DDX33 Le plasmide double nickase (m) se compose d'une paire de plasmides appariés, conçus pour une édition hautement spécifique du locus Dhx33 dans les lignées cellulaires mouse. Chaque plasmide exprime une nickase Cas9 D10A et un sgRNA distinct ciblant des brins d'ADN opposés au sein de Dhx33. Lorsqu'elles sont dirigées vers des sites adjacents sur des brins d'ADN opposés, les deux nickases génèrent des cassures simple brin décalées qui, ensemble, produisent une cassure double brin décalée, nécessitant une activité coordonnée sur la cible de la part des deux guides. La cassure d'ADN qui en résulte est résolue par les voies de réparation cellulaires endogènes, le plus souvent par jonction non homologue (NHEJ), ce qui conduit à des insertions ou des délétions qui perturbent la fonction de Dhx33. En nécessitant l'engagement de deux ARNsg au locus cible, l'approche par double nick améliore la spécificité de l'édition et offre une stratégie CRISPR complémentaire pour les applications où un contrôle supplémentaire de la précision du ciblage est souhaité.

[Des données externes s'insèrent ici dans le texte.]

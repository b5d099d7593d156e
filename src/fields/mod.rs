pub mod coerce;

use serde_json::Value;
use tracing::debug;

use crate::models::{Course, CourseField, Field, FieldMap, SettingField};

pub use coerce::{coerce, numeric_value, string_form, values_differ};

/// An edit map split by resource, each side coerced to declared types.
#[derive(Debug, Clone, Default, PartialEq)]
pub struct ClassifiedEdits {
    pub course: FieldMap,
    pub setting: FieldMap,
}

impl ClassifiedEdits {
    pub fn is_empty(&self) -> bool {
        self.course.is_empty() && self.setting.is_empty()
    }

    /// Primary fields whose coerced value differs from the baseline record.
    pub fn course_changes(&self, baseline: &Course) -> FieldMap {
        self.course
            .iter()
            .filter(|(name, value)| values_differ(value, baseline.fields.get(name.as_str())))
            .map(|(name, value)| (name.clone(), value.clone()))
            .collect()
    }

    /// Every submitted extension field counts as a change.
    pub fn has_setting_changes(&self) -> bool {
        !self.setting.is_empty()
    }
}

/// Partition a flat edit map into primary and extension payloads.
///
/// Keys outside both membership tables are dropped.
pub fn classify(edits: &FieldMap) -> ClassifiedEdits {
    let mut classified = ClassifiedEdits::default();

    for (name, raw) in edits {
        let Some(field) = Field::resolve(name) else {
            debug!("dropping unclassified edit field {}", name);
            continue;
        };
        let value = coerce(Some(raw.clone()), field.field_type()).unwrap_or(Value::Null);
        match field {
            Field::Course(_) => classified.course.insert(name.clone(), value),
            Field::Setting(_) => classified.setting.insert(name.clone(), value),
        };
    }

    classified
}

/// Names present in both membership tables. Always empty.
pub fn overlapping_field_names() -> Vec<&'static str> {
    CourseField::ALL
        .iter()
        .map(CourseField::name)
        .filter(|name| SettingField::from_name(name).is_some())
        .collect()
}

Afin de faciliter l'identification efficace des cellules éditées, un plasmide code pour la GFP permettant la visualisation par fluorescence des populations transfectées, tandis que le plasmide compagnon porte un gène de résistance à la puromycine pour la sélection antibiotique. Ensemble, ces caractéristiques favorisent l'enrichissement efficace des populations co-transfectées et simplifient la validation des clones présentant une perturbation de Dhx33.
Réservé à la recherche. N'est pas destiné à un usage diagnostique ou thérapeutique.